Teachers say having students read aloud is important practice for fluency and decoding. Teachers argue that this strategy holds students accountable for reading along with the class, as opposed to silent reading. Reading aloud increases comprehension because listening comprehension is generally at a higher level than silent reading comprehension. It also helps the teacher formatively assess students’ pronunciation, attention to punctuation, and inflection. Students love to read aloud and would rather hear a story out loud than have to read the story silently and independently. Having students read aloud is as American as apple pie.

But, upon further analysis, free-for-all styles and popcorn are not effective means of instruction. Instead, having students read aloud can backfire.

First of all, having one child read aloud at the same time is not good fluency practice. Effective fluency practice is leveled according to the student’s instructional level. The Read Naturally® fluency program uses a short oral assessment to assess each student’s fluency level. The class novel or textbook may or may not be at the instructional level for most of your students.

Good fluency practice uses modeled selections. The students are not the best model readers in the class. Poor reading students reinforce poor reading skills, such as inattention to punctuation, mispronunciation, and poor inflection. The more the teacher interrupts to correct student mistakes, the less fluency is practiced.

Good fluency practice requires lots of reading aloud, including repeated reading. In any given reading, an individual student may read once or twice for a total of, say, one minute. Little practice to improve fluency.

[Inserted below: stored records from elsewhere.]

/// Input parameters for one graph node.
#[derive(Clone)]
pub struct NodeDescriptor {
    /// Display name shown under the circle.
    pub name: String,
    /// Container position in the graph parent's space.
    pub position: Vec2,
    /// Maps upstream colors to this node's color; `None` for nodes whose color is set directly.
    pub combinator: Option<Combinator>,
    /// Upstream node identifiers, in combinator input order.
    pub connections: Vec<String>,
    /// Unscaled circle diameter.
    pub diameter: f64,
}

impl NodeDescriptor {
    /// Node named `name` at `position`, with no combinator and no connections.
    pub fn new(name: impl Into<String>, position: Vec2) -> Self {
        Self {
            name: name.into(),
            position,
            combinator: None,
            connections: Vec::new(),
            diameter: DEFAULT_DIAMETER,
        }
    }

    /// Set the color combinator.
    pub fn combinator<F>(mut self, f: F) -> Self
    where
        F: Fn(&[Rgb]) -> Rgb + Send + Sync + 'static,
    {
        self.combinator = Some(Arc::new(f));
        self
    }

    /// Append one upstream connection.
    pub fn connect(mut self, upstream: impl Into<String>) -> Self {
        self.connections.push(upstream.into());
        self
    }

    /// Append several upstream connections.
    pub fn connections<I, S>(mut self, upstream: I) -> Self
    where
        I: IntoIterator<Item = S>,
        S: Into<String>,
    {
        self.connections.extend(upstream.into_iter().map(Into::into));
        self
    }

    /// Set the unscaled diameter.
    pub fn diameter(mut self, diameter: f64) -> Self {
        self.diameter = diameter;
        self
    }
}

impl fmt::Debug for NodeDescriptor {
    fn fmt(&self, f: &mut fmt::Formatter<'_>) -> fmt::Result {
        f.debug_struct("NodeDescriptor")
            .field("name", &self.name)
            .field("position", &self.position)
            .field("combinator", &self.combinator.as_ref().map(|_| "Fn"))
            .field("connections", &self.connections)
            .field("diameter", &self.diameter)
            .finish()
    }
}

/// Non-fatal problems found while building a graph.
#[derive(Clone, Debug, PartialEq, Eq)]
pub enum GraphWarning {
    /// A connection named a node that was not built before it.
    MissingConnection {
        /// Node declaring the connection.
        node: String,
        /// The unresolved upstream identifier.
        connection: String,
    },
}

impl fmt::Display for GraphWarning {
    fn fmt(&self, f: &mut fmt::Formatter<'_>) -> fmt::Result {
        match self {
            Self::MissingConnection { node, connection } => write!(
                f,
                "node '{node}' connects to nonexistent node '{connection}'; is it declared first?"
            ),
        }
    }
}

/// A node after construction: scene handles, signals and its animation operations.
#[derive(Clone, Debug)]
pub struct GraphNode {
    /// Identifier from the descriptor map.
    pub id: String,
    /// Descriptor the node was built from.
    pub descriptor: NodeDescriptor,
    /// Group positioned at the descriptor position.
    pub container: ElementId,
    /// The node circle.
    pub circle: ElementId,
    /// Name label.
    pub label: ElementId,
    /// Hex readout drawn over the circle.
    pub readout: ElementId,
    /// Current node color.
    pub color: Signal<Color>,
    /// Current glow radius.
    pub glow: Signal<f64>,
    /// Line per resolved upstream connection, keyed by upstream identifier.
    pub connection_lines: IndexMap<String, ElementId>,
    upstream: Vec<Signal<Color>>,
    scale: f64,
}
/// Easing functions used to map normalized tween progress.
#[derive(Clone, Copy, Debug, Default, PartialEq, Eq, serde::Serialize, serde::Deserialize)]
pub enum Ease {
    /// Linear interpolation.
    Linear,
    /// Quadratic ease-in.
    InQuad,
    /// Quadratic ease-out.
    OutQuad,
    /// Quadratic ease-in/out.
    InOutQuad,
    /// Cubic ease-in.
    InCubic,
    /// Cubic ease-out.
    OutCubic,
    /// Cubic ease-in/out. Default for tweens.
    #[default]
    InOutCubic,
}

impl Ease {
    /// Apply this easing function to normalized progress `t` in `[0, 1]`.
    pub fn apply(self, t: f64) -> f64 {
        let t = t.clamp(0.0, 1.0);
        match self {
            Self::Linear => t,
            Self::InQuad => t * t,
            Self::OutQuad => 1.0 - (1.0 - t) * (1.0 - t),
            Self::InOutQuad => {
                if t < 0.5 {
                    2.0 * t * t
                } else {
                    1.0 - ((-2.0 * t + 2.0).powi(2) / 2.0)
                }
            }
            Self::InCubic => t * t * t,
            Self::OutCubic => 1.0 - (1.0 - t).powi(3),
            Self::InOutCubic => {
                if t < 0.5 {
                    4.0 * t * t * t
                } else {
                    1.0 - ((-2.0 * t + 2.0).powi(3) / 2.0)
                }
            }
        }
    }
}

#[cfg(test)]
#[path = "../../tests/unit/animation/ease.rs"]
mod tests;
use super::*;

#[test]
fn columns_are_independent_per_type() {
    let mut store = SignalStore::default();
    let n = store.create(1.5);
    let c = store.create(Color::WHITE);
    let t = store.create("hello".to_string());

    assert_eq!(n.index(), 0);
    assert_eq!(c.index(), 0);
    assert_eq!(*store.get(n).unwrap(), 1.5);
    assert_eq!(*store.get(c).unwrap(), Color::WHITE);
    assert_eq!(store.get(t).unwrap(), "hello");
}

#[test]
fn set_replaces_value() {
    let mut store = SignalStore::default();
    let v = store.create(Vec2::new(1.0, 2.0));
    store.set(v, Vec2::new(3.0, 4.0)).unwrap();
    assert_eq!(*store.get(v).unwrap(), Vec2::new(3.0, 4.0));
}

#[test]
fn foreign_handles_are_rejected() {
    let mut a = SignalStore::default();
    let b = SignalStore::default();
    let n = a.create(0.0);
    assert!(b.get(n).is_err());
}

Round robin and popcorn practice is bad decoding practice. Classroom novels and textbooks are not decodable texts. Real literature is full of sight words. In addition, students present different deficiencies in diagnostic decoding. Correcting a student’s mispronunciation of /ch/ in choir can only address the needs of one or two students. And correction is not an effective practice. Students need multiple examples, not isolated corrections, to improve decoding. The correction also does not improve the syllable skills.

Having students read aloud decreases reading comprehension. Jumping from one student to the next interrupts the flow of the selection. Reading comprehension depends on the connection of ideas. Imagine watching a twenty-two minute episode of The office with thirty different five-second commercials interrupting the show. Comprehension would obviously decrease. In round robin, students often anticipate where they will start and practice silently, thus losing understanding.

Not all students enjoy reading aloud. For some, this activity is the most dreaded classroom activity. Poor readers lose self-esteem when they are asked to read aloud. Peers can be ruthless and cruel. Too often, teachers use turn-rotating or popcorn styles to “catch” inattentive students, further disrupting fluency and comprehension and only serving to humiliate students.

Instead of turn-rotating and popcorn styles, why not use strategies that are appropriate to the teacher’s instructional goals? For fluency development, use a differentiated fluency plan with diagnostically assessed leveled selections with teacher read-alouds or exemplified stories on CD and repeated practice. Or at least use choral readings or echo readings to provide some model. For decoding practice, use phonics worksheets assigned according to students’ assessed diagnostic needs. For reading comprehension, use specific guided reading comprehension strategies with the best model reader, the teacher, as a coach. For the formative reading assessment, protect the student’s self-concept and the accuracy of the assessment by reading one at a time periodically.